(Task brief): Word for word, restate the records that come after this.

(Task input):
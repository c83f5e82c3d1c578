use std::collections::HashMap;

use serde::{Deserialize, Serialize};

use super::{SanitizedTransaction, SecondaryCandidate, SecondaryRequest};
use crate::workflows::reconciliation::domain::{
    Candidate, CandidateId, DecisionType, TenantId, Transaction,
};
use crate::workflows::reconciliation::scoring::ScoreBreakdown;

pub const DEFAULT_SECONDARY_MAX_CANDIDATES: usize = 8;
pub const DEFAULT_MAX_DESCRIPTION_CHARS: usize = 160;
pub const DEFAULT_MAX_NAME_CHARS: usize = 64;

/// Digit runs at least this long are treated as identifying numbers.
const MASK_MIN_RUN: usize = 5;
const MASK_KEEP_TRAILING: usize = 4;

/// Limits applied to everything sent to the external scorer.
#[derive(Debug, Clone, Copy, PartialEq, Eq, Serialize, Deserialize)]
pub struct SanitizePolicy {
    pub max_candidates: usize,
    pub max_description_chars: usize,
    pub max_name_chars: usize,
}

impl Default for SanitizePolicy {
    fn default() -> Self {
        Self {
            max_candidates: DEFAULT_SECONDARY_MAX_CANDIDATES,
            max_description_chars: DEFAULT_MAX_DESCRIPTION_CHARS,
            max_name_chars: DEFAULT_MAX_NAME_CHARS,
        }
    }
}

impl SanitizePolicy {
    /// Build the minimized request. `ranked` is the viable shortlist, best first.
    pub fn build_request(
        &self,
        tenant_id: &TenantId,
        decision_type: DecisionType,
        transaction: &Transaction,
        candidates: &[Candidate],
        ranked: &[ScoreBreakdown],
    ) -> SecondaryRequest {
        let by_id: HashMap<&CandidateId, &Candidate> = candidates
            .iter()
            .map(|candidate| (candidate.id(), candidate))
            .collect();

        let shortlisted = ranked
            .iter()
            .take(self.max_candidates.max(1))
            .filter_map(|breakdown| {
                by_id
                    .get(&breakdown.candidate_id)
                    .map(|candidate| self.candidate(candidate, breakdown.total))
            })
            .collect();

        SecondaryRequest {
            tenant_id: tenant_id.clone(),
            decision_type,
            transaction: self.transaction(transaction),
            candidates: shortlisted,
        }
    }

    fn transaction(&self, transaction: &Transaction) -> SanitizedTransaction {
        SanitizedTransaction {
            amount_minor_units: transaction.amount_minor_units,
            date: transaction.date,
            description: self.text(&transaction.description, self.max_description_chars),
            reference: transaction
                .reference
                .as_deref()
                .map(|reference| self.text(reference, self.max_name_chars)),
            counterparty_name: transaction
                .counterparty_name
                .as_deref()
                .map(|name| self.text(name, self.max_name_chars)),
        }
    }

    fn candidate(&self, candidate: &Candidate, deterministic_score: u8) -> SecondaryCandidate {
        match candidate {
            Candidate::Invoice(invoice) => SecondaryCandidate {
                id: invoice.id.clone(),
                label: self.text(&invoice.parties.join(" / "), self.max_name_chars),
                amount_minor_units: Some(invoice.outstanding_amount_minor_units),
                reference: Some(self.text(&invoice.reference, self.max_name_chars)),
                deterministic_score,
            },
            Candidate::Account(account) => SecondaryCandidate {
                id: account.code.clone(),
                label: self.text(&account.name, self.max_name_chars),
                amount_minor_units: None,
                reference: None,
                deterministic_score,
            },
        }
    }

    fn text(&self, raw: &str, limit: usize) -> String {
        truncate_chars(&mask_identifiers(raw.trim()), limit)
    }
}

/// Replace every run of five or more digits with `*`, keeping the last four.
pub fn mask_identifiers(input: &str) -> String {
    let mut output = String::with_capacity(input.len());
    let mut run = String::new();

    let flush = |run: &mut String, output: &mut String| {
        let length = run.chars().count();
        if length >= MASK_MIN_RUN {
            output.extend(std::iter::repeat('*').take(length - MASK_KEEP_TRAILING));
            output.extend(run.chars().skip(length - MASK_KEEP_TRAILING));
        } else {
            output.push_str(run);
        }
        run.clear();
    };

    for ch in input.chars() {
        if ch.is_ascii_digit() {
            run.push(ch);
        } else {
            flush(&mut run, &mut output);
            output.push(ch);
        }
    }
    flush(&mut run, &mut output);
    output
}

/// Cut to at most `limit` characters, on a char boundary.
pub fn truncate_chars(input: &str, limit: usize) -> String {
    input.chars().take(limit).collect()
}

(Answer below):
repository c83f5e82c3d1c578
use std::collections::HashMap;

use serde::{Deserialize, Serialize};

use super::{SanitizedTransaction, SecondaryCandidate, SecondaryRequest};
use crate::workflows::reconciliation::domain::{
    Candidate, CandidateId, DecisionType, TenantId, Transaction,
};
use crate::workflows::reconciliation::scoring::ScoreBreakdown;

pub const DEFAULT_SECONDARY_MAX_CANDIDATES: usize = 8;
pub const DEFAULT_MAX_DESCRIPTION_CHARS: usize = 160;
pub const DEFAULT_MAX_NAME_CHARS: usize = 64;

/// Digit runs at least this long are treated as identifying numbers.
const MASK_MIN_RUN: usize = 5;
const MASK_KEEP_TRAILING: usize = 4;

/// Limits applied to everything sent to the external scorer.
#[derive(Debug, Clone, Copy, PartialEq, Eq, Serialize, Deserialize)]
pub struct SanitizePolicy {
    pub max_candidates: usize,
    pub max_description_chars: usize,
    pub max_name_chars: usize,
}

impl Default for SanitizePolicy {
    fn default() -> Self {
        Self {
            max_candidates: DEFAULT_SECONDARY_MAX_CANDIDATES,
            max_description_chars: DEFAULT_MAX_DESCRIPTION_CHARS,
            max_name_chars: DEFAULT_MAX_NAME_CHARS,
        }
    }
}

impl SanitizePolicy {
    /// Build the minimized request. `ranked` is the viable shortlist, best first.
    pub fn build_request(
        &self,
        tenant_id: &TenantId,
        decision_type: DecisionType,
        transaction: &Transaction,
        candidates: &[Candidate],
        ranked: &[ScoreBreakdown],
    ) -> SecondaryRequest {
        let by_id: HashMap<&CandidateId, &Candidate> = candidates
            .iter()
            .map(|candidate| (candidate.id(), candidate))
            .collect();

        let shortlisted = ranked
            .iter()
            .take(self.max_candidates.max(1))
            .filter_map(|breakdown| {
                by_id
                    .get(&breakdown.candidate_id)
                    .map(|candidate| self.candidate(candidate, breakdown.total))
            })
            .collect();

        SecondaryRequest {
            tenant_id: tenant_id.clone(),
            decision_type,
            transaction: self.transaction(transaction),
            candidates: shortlisted,
        }
    }

    fn transaction(&self, transaction: &Transaction) -> SanitizedTransaction {
        SanitizedTransaction {
            amount_minor_units: transaction.amount_minor_units,
            date: transaction.date,
            description: self.text(&transaction.description, self.max_description_chars),
            reference: transaction
                .reference
                .as_deref()
                .map(|reference| self.text(reference, self.max_name_chars)),
            counterparty_name: transaction
                .counterparty_name
                .as_deref()
                .map(|name| self.text(name, self.max_name_chars)),
        }
    }

    fn candidate(&self, candidate: &Candidate, deterministic_score: u8) -> SecondaryCandidate {
        match candidate {
            Candidate::Invoice(invoice) => SecondaryCandidate {
                id: invoice.id.clone(),
                label: self.text(&invoice.parties.join(" / "), self.max_name_chars),
                amount_minor_units: Some(invoice.outstanding_amount_minor_units),
                reference: Some(self.text(&invoice.reference, self.max_name_chars)),
                deterministic_score,
            },
            Candidate::Account(account) => SecondaryCandidate {
                id: account.code.clone(),
                label: self.text(&account.name, self.max_name_chars),
                amount_minor_units: None,
                reference: None,
                deterministic_score,
            },
        }
    }

    fn text(&self, raw: &str, limit: usize) -> String {
        truncate_chars(&mask_identifiers(raw.trim()), limit)
    }
}

/// Replace every run of five or more digits with `*`, keeping the last four.
pub fn mask_identifiers(input: &str) -> String {
    let mut output = String::with_capacity(input.len());
    let mut run = String::new();

    let flush = |run: &mut String, output: &mut String| {
        let length = run.chars().count();
        if length >= MASK_MIN_RUN {
            output.extend(std::iter::repeat('*').take(length - MASK_KEEP_TRAILING));
            output.extend(run.chars().skip(length - MASK_KEEP_TRAILING));
        } else {
            output.push_str(run);
        }
        run.clear();
    };

    for ch in input.chars() {
        if ch.is_ascii_digit() {
            run.push(ch);
        } else {
            flush(&mut run, &mut output);
            output.push(ch);
        }
    }
    flush(&mut run, &mut output);
    output
}

/// Cut to at most `limit` characters, on a char boundary.
pub fn truncate_chars(input: &str, limit: usize) -> String {
    input.chars().take(limit).collect()
}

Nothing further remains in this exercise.